[Exercise]
Go through the lines below and copy each one that holds the string "cells".

-- Data to examine follows --

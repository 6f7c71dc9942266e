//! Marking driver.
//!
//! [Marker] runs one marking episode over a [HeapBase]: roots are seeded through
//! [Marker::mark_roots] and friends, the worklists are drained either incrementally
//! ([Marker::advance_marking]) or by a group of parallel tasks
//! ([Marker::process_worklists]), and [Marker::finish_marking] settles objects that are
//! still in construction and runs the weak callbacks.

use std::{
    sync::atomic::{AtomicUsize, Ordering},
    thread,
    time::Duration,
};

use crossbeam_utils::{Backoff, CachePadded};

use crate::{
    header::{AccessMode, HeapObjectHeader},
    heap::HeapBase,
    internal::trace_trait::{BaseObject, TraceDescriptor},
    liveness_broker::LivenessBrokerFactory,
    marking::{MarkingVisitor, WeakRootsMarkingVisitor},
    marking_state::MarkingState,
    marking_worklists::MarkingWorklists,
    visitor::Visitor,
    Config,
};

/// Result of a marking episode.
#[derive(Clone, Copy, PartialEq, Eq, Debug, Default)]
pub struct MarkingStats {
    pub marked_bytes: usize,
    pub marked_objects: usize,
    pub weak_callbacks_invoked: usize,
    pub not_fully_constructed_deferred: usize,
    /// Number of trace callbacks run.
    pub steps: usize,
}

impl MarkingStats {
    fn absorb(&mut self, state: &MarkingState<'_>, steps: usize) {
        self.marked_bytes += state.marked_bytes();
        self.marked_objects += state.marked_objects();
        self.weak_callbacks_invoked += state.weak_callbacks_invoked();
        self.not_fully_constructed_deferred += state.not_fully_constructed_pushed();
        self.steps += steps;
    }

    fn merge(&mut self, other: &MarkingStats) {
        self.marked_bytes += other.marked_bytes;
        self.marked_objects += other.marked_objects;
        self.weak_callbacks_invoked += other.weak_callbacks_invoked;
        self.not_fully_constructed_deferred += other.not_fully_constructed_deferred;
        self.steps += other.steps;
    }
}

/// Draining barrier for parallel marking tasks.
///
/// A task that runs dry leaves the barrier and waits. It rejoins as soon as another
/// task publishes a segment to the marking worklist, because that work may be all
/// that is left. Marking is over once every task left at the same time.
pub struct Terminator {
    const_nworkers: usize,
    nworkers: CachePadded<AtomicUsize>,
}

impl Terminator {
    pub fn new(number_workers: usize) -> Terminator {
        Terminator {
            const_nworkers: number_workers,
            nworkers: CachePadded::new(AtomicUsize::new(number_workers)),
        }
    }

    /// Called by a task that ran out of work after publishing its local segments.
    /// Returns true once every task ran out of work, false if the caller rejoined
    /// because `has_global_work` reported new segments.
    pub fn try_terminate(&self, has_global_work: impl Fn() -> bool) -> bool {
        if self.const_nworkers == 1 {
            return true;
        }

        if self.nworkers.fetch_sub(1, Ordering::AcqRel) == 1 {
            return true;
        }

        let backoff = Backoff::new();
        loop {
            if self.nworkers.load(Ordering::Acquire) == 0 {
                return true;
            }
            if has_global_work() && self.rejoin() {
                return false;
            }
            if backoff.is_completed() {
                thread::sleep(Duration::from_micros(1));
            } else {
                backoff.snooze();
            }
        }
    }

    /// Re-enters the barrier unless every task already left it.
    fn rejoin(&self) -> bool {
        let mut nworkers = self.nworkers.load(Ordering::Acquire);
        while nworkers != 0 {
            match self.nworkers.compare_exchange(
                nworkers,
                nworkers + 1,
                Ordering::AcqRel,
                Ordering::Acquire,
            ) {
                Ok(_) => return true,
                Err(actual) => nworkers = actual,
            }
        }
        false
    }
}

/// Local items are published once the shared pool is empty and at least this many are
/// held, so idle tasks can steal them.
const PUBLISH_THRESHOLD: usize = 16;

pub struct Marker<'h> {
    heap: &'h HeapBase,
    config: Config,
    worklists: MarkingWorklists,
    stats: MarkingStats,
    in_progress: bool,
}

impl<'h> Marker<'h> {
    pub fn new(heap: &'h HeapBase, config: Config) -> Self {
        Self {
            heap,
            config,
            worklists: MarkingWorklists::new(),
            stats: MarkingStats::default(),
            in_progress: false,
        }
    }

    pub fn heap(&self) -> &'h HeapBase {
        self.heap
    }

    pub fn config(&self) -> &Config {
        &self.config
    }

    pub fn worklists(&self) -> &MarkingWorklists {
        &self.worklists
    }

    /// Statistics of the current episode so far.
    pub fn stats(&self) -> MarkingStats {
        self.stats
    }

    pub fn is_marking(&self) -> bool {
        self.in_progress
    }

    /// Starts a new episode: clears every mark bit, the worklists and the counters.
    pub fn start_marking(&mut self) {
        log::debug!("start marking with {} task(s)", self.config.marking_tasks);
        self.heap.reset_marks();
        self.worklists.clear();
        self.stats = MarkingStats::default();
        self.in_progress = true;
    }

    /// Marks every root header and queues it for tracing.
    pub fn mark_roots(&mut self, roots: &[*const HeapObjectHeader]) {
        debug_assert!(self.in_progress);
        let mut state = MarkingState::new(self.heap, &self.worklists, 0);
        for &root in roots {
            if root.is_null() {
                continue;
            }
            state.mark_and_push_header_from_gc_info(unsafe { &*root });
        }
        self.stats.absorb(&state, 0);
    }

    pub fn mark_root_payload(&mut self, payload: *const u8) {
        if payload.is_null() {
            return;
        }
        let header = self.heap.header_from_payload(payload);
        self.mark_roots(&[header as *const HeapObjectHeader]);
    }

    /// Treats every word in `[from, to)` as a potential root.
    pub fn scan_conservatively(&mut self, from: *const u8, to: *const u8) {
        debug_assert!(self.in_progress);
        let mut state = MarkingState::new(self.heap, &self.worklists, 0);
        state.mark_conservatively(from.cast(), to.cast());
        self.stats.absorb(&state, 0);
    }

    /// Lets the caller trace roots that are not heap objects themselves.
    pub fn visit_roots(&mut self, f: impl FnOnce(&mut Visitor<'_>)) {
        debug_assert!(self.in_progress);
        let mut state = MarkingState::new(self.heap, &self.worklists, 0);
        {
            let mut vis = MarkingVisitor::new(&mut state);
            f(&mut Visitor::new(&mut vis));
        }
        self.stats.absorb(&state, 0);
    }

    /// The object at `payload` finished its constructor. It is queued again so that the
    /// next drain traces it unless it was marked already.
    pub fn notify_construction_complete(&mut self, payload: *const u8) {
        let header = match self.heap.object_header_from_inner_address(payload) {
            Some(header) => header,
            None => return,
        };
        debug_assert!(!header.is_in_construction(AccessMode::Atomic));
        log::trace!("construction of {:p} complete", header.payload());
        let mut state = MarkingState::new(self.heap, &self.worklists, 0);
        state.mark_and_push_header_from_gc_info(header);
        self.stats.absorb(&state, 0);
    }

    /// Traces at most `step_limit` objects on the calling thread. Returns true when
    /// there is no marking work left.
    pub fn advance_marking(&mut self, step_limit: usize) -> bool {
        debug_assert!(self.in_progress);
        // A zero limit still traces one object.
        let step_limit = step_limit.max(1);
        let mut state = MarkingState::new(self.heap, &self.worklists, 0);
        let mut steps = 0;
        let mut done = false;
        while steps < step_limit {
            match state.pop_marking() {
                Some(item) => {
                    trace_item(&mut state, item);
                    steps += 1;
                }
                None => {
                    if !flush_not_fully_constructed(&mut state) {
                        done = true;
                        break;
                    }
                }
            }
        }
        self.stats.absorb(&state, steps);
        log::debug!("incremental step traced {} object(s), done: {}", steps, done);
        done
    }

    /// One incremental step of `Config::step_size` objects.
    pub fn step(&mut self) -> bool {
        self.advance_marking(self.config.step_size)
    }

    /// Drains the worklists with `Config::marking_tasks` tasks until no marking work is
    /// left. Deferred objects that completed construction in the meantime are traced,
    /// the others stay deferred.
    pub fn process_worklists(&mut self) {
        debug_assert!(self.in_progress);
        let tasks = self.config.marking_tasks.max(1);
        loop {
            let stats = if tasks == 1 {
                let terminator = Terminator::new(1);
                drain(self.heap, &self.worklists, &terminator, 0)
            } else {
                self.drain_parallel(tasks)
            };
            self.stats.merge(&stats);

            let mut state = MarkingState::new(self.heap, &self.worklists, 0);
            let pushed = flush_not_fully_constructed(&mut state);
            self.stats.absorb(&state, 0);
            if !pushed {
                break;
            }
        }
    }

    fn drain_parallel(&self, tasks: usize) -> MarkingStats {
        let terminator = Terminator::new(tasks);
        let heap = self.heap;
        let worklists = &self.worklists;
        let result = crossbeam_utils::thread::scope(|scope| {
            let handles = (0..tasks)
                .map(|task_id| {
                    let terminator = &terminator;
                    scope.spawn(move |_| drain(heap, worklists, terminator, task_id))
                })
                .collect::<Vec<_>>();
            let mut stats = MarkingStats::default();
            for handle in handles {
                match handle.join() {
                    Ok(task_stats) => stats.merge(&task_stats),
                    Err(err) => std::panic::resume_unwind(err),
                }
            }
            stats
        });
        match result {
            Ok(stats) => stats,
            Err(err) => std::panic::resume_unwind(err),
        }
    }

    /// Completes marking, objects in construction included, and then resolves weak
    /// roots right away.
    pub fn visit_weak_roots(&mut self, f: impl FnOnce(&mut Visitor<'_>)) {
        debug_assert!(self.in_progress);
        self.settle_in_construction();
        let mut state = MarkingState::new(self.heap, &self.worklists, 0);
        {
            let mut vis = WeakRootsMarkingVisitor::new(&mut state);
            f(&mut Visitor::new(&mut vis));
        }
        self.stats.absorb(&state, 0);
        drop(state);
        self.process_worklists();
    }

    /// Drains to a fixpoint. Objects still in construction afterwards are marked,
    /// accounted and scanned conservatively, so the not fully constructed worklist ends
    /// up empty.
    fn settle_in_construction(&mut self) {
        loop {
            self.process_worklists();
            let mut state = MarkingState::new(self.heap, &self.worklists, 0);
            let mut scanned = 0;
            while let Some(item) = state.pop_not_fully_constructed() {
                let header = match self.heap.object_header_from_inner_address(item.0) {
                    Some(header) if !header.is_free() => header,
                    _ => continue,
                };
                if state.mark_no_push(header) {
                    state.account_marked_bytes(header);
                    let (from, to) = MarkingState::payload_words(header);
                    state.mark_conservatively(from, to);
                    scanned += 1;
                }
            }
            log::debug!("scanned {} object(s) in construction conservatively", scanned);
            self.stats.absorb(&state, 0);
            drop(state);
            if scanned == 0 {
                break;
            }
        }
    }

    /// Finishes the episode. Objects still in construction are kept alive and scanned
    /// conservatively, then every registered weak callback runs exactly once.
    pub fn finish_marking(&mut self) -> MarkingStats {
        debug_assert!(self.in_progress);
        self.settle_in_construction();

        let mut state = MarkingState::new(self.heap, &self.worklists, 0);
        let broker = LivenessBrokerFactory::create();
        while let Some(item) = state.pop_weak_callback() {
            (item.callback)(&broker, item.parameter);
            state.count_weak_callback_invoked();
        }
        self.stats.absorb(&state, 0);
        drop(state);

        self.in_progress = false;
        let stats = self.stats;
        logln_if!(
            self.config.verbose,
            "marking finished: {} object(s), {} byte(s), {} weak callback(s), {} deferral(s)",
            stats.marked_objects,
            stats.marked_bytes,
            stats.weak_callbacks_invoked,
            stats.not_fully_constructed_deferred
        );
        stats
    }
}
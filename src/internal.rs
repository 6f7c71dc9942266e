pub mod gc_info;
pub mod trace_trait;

-- Data to examine concluded --
-- Data to examine follows --

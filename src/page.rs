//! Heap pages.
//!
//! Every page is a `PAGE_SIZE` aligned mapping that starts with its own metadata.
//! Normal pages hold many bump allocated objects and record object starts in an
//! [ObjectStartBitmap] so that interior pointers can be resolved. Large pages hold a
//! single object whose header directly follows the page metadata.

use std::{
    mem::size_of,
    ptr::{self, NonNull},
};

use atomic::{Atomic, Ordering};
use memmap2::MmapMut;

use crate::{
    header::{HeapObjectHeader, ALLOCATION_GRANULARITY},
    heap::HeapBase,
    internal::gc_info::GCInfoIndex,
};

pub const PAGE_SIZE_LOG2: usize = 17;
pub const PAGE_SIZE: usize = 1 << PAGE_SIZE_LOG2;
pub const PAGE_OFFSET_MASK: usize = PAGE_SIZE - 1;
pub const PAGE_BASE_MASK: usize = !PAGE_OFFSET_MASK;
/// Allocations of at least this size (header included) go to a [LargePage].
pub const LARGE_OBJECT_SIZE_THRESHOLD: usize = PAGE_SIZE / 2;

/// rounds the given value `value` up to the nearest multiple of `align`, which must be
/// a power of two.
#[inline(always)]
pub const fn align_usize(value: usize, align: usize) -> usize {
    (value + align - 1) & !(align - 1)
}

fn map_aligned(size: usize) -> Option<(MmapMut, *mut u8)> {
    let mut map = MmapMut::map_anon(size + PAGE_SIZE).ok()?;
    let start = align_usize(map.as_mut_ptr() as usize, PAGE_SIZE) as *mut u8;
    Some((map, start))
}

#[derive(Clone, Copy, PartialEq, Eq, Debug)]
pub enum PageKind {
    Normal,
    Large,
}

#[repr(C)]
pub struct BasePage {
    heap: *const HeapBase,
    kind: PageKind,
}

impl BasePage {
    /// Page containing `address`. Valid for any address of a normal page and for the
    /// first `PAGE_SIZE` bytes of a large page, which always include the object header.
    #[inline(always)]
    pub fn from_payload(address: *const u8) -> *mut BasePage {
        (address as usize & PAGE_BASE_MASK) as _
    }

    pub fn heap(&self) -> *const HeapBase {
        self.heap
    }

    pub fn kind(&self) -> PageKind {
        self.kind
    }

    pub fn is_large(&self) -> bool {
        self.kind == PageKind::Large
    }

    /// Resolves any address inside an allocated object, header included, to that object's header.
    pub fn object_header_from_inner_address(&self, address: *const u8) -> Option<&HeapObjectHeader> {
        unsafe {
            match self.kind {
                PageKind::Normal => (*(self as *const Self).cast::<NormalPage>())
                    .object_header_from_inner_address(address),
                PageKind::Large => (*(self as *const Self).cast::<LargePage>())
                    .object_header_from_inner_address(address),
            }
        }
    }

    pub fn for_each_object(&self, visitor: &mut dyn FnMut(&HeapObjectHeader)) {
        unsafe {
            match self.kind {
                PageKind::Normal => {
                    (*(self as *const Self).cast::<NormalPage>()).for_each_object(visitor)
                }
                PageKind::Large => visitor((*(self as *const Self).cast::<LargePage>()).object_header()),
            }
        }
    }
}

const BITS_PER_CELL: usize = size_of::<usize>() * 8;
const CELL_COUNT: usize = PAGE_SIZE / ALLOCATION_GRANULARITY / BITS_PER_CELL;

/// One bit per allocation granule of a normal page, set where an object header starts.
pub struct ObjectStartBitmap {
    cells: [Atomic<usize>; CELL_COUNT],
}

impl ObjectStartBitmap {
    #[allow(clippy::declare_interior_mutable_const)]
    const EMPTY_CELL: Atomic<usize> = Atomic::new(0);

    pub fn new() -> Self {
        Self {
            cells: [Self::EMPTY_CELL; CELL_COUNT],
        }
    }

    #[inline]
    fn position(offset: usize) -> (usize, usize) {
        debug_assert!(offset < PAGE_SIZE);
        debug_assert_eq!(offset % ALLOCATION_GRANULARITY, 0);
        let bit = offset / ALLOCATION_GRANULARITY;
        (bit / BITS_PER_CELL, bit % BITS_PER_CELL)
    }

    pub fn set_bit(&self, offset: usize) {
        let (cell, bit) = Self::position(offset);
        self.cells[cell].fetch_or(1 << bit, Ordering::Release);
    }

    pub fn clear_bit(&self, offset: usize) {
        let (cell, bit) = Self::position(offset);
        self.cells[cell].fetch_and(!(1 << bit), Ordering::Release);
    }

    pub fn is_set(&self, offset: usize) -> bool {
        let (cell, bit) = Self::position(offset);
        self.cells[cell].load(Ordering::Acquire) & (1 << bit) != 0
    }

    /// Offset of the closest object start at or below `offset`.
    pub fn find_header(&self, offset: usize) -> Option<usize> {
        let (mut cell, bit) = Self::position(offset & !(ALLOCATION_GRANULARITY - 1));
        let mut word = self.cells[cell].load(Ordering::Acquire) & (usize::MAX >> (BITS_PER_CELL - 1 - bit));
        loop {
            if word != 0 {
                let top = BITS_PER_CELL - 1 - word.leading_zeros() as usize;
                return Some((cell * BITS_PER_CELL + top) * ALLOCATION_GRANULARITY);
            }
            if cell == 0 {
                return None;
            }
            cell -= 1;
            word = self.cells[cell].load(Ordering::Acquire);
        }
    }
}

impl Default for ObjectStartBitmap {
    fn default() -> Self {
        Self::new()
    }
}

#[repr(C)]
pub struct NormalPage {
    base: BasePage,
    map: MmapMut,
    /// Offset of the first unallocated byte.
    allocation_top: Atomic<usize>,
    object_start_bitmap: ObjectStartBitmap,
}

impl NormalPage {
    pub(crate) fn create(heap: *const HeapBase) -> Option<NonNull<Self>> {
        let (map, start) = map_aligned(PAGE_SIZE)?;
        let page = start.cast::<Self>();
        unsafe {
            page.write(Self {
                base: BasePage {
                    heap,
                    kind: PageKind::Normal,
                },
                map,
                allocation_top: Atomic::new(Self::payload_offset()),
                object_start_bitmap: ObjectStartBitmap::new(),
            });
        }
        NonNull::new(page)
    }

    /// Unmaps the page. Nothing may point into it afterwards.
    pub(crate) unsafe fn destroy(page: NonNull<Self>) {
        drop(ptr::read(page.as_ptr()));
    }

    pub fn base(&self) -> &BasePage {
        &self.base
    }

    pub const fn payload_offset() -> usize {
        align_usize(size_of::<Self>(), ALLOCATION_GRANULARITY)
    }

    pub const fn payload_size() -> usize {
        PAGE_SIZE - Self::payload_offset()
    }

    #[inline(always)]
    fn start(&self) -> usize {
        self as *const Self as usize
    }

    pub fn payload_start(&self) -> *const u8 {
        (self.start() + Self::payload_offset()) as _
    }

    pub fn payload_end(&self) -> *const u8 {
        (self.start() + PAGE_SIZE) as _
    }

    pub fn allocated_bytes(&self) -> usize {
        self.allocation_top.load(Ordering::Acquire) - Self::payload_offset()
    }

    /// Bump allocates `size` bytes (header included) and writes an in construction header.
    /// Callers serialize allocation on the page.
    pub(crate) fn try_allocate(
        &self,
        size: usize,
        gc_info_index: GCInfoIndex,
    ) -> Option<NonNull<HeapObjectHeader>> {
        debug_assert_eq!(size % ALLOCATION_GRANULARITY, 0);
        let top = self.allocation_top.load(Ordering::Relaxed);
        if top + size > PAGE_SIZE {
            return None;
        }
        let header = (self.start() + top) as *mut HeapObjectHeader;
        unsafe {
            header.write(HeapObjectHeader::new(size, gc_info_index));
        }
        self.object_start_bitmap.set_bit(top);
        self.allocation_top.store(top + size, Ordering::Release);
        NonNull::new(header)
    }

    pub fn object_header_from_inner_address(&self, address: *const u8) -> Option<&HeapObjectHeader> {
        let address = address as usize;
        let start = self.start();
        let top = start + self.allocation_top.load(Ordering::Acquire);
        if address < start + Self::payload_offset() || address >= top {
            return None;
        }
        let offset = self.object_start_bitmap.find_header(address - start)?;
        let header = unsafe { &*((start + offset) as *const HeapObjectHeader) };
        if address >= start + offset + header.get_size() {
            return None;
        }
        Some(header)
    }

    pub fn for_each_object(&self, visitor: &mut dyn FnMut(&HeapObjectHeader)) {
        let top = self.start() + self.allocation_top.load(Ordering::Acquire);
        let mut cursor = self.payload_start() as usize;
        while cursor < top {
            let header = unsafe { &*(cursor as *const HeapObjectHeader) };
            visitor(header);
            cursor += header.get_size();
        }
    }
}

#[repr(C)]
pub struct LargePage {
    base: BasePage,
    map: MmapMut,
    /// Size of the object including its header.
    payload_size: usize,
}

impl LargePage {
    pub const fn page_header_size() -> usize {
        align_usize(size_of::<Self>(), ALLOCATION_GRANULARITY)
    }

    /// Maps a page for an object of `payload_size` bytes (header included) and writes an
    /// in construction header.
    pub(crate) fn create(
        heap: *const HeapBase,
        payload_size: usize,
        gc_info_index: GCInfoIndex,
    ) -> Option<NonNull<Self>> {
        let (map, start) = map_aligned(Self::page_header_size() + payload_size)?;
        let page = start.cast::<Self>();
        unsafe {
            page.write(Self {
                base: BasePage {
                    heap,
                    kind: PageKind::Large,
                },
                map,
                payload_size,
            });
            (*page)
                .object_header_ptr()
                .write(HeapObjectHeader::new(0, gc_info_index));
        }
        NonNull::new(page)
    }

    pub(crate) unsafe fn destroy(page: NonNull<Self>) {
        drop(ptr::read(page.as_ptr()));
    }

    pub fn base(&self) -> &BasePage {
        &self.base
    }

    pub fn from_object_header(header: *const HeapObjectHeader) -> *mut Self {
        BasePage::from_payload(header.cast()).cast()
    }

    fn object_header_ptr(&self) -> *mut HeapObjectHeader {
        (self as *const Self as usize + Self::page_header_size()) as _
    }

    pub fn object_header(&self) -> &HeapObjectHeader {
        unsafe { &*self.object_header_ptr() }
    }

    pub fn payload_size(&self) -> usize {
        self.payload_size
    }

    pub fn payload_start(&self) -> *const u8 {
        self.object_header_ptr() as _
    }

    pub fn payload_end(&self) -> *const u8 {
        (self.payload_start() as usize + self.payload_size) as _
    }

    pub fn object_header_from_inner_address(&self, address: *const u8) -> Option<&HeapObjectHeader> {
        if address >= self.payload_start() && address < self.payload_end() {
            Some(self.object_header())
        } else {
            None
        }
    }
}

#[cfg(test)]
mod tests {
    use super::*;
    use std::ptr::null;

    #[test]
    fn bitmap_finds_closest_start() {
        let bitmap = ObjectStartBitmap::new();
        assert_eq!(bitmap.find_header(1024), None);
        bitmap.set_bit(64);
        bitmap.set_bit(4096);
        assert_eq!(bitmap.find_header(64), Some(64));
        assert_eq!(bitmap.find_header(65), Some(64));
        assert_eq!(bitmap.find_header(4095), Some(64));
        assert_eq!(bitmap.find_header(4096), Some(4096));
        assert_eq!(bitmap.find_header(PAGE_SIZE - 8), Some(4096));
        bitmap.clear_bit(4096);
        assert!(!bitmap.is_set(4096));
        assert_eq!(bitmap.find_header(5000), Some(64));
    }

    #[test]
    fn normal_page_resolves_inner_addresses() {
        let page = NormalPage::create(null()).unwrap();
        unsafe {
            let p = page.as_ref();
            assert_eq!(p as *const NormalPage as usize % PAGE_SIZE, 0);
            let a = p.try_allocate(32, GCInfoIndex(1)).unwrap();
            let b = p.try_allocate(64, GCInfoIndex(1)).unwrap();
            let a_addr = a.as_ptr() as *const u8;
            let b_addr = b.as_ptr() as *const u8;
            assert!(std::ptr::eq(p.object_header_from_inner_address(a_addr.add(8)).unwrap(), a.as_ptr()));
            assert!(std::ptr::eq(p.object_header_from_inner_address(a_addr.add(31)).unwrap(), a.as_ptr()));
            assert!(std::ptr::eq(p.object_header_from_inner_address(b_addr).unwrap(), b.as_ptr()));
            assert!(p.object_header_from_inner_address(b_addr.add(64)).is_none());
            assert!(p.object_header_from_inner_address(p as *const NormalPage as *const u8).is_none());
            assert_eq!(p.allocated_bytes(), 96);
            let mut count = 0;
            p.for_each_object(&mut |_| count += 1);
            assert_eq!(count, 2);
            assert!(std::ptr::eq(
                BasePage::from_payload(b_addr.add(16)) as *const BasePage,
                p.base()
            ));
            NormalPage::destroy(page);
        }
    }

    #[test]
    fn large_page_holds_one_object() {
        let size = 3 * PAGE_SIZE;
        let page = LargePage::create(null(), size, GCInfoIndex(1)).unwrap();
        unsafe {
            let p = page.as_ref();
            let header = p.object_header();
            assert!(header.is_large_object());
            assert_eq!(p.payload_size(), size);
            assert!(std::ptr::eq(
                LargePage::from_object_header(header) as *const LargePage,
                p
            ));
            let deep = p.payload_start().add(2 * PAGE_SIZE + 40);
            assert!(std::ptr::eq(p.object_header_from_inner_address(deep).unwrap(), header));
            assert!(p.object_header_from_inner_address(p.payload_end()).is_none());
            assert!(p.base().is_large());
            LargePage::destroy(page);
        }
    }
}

-- Data to examine concluded --
-- Data to examine follows --

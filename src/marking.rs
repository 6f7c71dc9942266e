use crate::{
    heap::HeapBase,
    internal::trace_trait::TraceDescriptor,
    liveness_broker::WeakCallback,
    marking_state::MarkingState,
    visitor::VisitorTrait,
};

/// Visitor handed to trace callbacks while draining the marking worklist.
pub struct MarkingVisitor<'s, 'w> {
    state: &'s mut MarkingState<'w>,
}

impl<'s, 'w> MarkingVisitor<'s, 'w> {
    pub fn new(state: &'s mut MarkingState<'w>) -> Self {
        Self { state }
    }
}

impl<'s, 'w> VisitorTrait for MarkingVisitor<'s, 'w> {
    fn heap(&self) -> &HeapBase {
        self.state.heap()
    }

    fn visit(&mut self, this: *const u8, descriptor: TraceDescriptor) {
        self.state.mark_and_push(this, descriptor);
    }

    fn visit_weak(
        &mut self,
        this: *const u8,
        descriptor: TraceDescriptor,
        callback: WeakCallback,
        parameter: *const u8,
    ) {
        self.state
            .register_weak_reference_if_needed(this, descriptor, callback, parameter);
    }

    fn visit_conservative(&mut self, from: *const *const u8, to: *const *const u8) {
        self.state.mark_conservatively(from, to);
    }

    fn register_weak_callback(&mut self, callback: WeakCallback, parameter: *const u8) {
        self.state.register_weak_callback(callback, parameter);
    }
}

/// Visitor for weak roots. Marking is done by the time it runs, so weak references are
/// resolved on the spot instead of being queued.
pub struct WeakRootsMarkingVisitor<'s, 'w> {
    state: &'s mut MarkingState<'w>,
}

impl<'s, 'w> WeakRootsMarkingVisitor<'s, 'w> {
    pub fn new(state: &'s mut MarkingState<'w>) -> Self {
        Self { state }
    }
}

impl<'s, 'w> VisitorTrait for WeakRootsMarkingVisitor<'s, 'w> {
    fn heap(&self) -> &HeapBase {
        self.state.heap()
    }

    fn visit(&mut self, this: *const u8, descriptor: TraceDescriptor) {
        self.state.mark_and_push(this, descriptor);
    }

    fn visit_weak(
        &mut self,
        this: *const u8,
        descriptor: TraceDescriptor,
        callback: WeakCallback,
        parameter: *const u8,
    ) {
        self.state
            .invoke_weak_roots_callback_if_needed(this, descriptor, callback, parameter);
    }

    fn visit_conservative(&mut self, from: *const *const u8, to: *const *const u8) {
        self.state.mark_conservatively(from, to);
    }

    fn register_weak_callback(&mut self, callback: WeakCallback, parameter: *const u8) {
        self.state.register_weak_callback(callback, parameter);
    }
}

-- Data to examine concluded --

[Result below]
    cells: [Atomic<usize>; CELL_COUNT],
            cells: [Self::EMPTY_CELL; CELL_COUNT],
        self.cells[cell].fetch_or(1 << bit, Ordering::Release);
        self.cells[cell].fetch_and(!(1 << bit), Ordering::Release);
        self.cells[cell].load(Ordering::Acquire) & (1 << bit) != 0
        let mut word = self.cells[cell].load(Ordering::Acquire) & (usize::MAX >> (BITS_PER_CELL - 1 - bit));
            word = self.cells[cell].load(Ordering::Acquire);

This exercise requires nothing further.